Azedume

Sócrates disse há dias que nunca aceitaria ser primeiro-ministro sem ter ganho as eleições. Bicada ao actual PM que, não tendo ganho as eleições, conseguiu construir e alcançar o indispensável apoio parlamentar e constitucional para governar, face à incapacidade de quem as ganhou sem maioria.

Passos Coelho disse ainda há menos dias que, se fosse primeiro-ministro, não estaria na inauguração do túnel do Marão. Bicada ao actual PM, por manifesta azia pelo facto dele próprio, tendo ganho as eleições sem maioria, não ter sido capaz de encontrar na AR apoio para constituir governo.

Ambos são representativos dum certo azedume como forma de fazer política. Não sei se António Costa vai ou não fazer o mesmo com o chefe do governo que o vier a substituir um dia. Só sei que isto fica mal a qualquer político.

Em democracia os cidadãos propõem-se a eleições, procurando fazer crer aos eleitores que são as pessoas mais capazes e com as melhores intenções, ideias e equipa para governar a comunidade. Quando os concidadãos optam por uma outra solução, seja ela qual for, tudo o que os servidores da república não precisam é de ficar com azedume. Pelo contrário, devem remeter-se à oposição, crendo que chegará a sua hora, se souberem interpretar correctamente o sentir popular e as necessidades do país. Até porque a oposição não é menos nobre do que o exercício do poder, quando exercida em consonância com um espírito de serviço público.

Agir com quem está no poder como uma criança a quem um colega lhe surripiou um brinquedo, não abona da maturidade democrática nem humana de quem se encontra fora do poder.

Passos chega ao limite ridículo de criticar o presidente da república por surgir em público cheio de boa disposição e a semear esperança à sua volta. Bem sei que em tempos lhe chamou “catavento mediático” e que não o queria de modo algum como candidato a Belém, mas colar-se assim tanto a um Cavaco de triste memória, que acabou o seu mandato de rastos já é demais.

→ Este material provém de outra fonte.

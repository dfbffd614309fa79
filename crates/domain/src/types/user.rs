//! Local user and session types
//!
//! Users are created by the external login flow; the sync core only reads
//! them and stores the upstream credential on the profile.

use serde::{Deserialize, Serialize};

/// User profile stored in local database
///
/// The stored upstream credential is intentionally not a field here; it is
/// read and written through dedicated repository methods only.
#[derive(Debug, Clone, PartialEq, Eq, Serialize, Deserialize)]
pub struct UserProfile {
    pub id: String,
    pub email: Option<String>,
    pub created_at: i64,
    pub updated_at: i64,
}

/// Caller session resolved from the `Authorization` header.
#[derive(Debug, Clone, PartialEq, Eq, Serialize, Deserialize)]
pub struct Session {
    pub user_id: String,
    pub expires_at: i64,
}
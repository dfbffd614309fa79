//! User profile and session ports

pub mod ports;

A política portuguesa comporta demasiado azedume. Talvez por isso a classe política estranha tanto a postura do novo presidente. Talvez pela primeira vez tenhamos em Belém um homem que, mais do que afinar a sua tarefa pelo diapasão do espírito de missão, do imperativo nacional ou do sacrifício pessoal, não faz questão de esconder que se diverte com o desempenho das funções oficiais, em especial quando toca aos contactos com as populações, dentro e fora do país. Mas não poderá ser assim, porquê?

Faz-me lembrar aqueles religiosos que confundem reverência a Deus com tristeza e sentimento de culpa.

 

Fonte: José Brissos-Lino, O Setubalense, 13/5/16.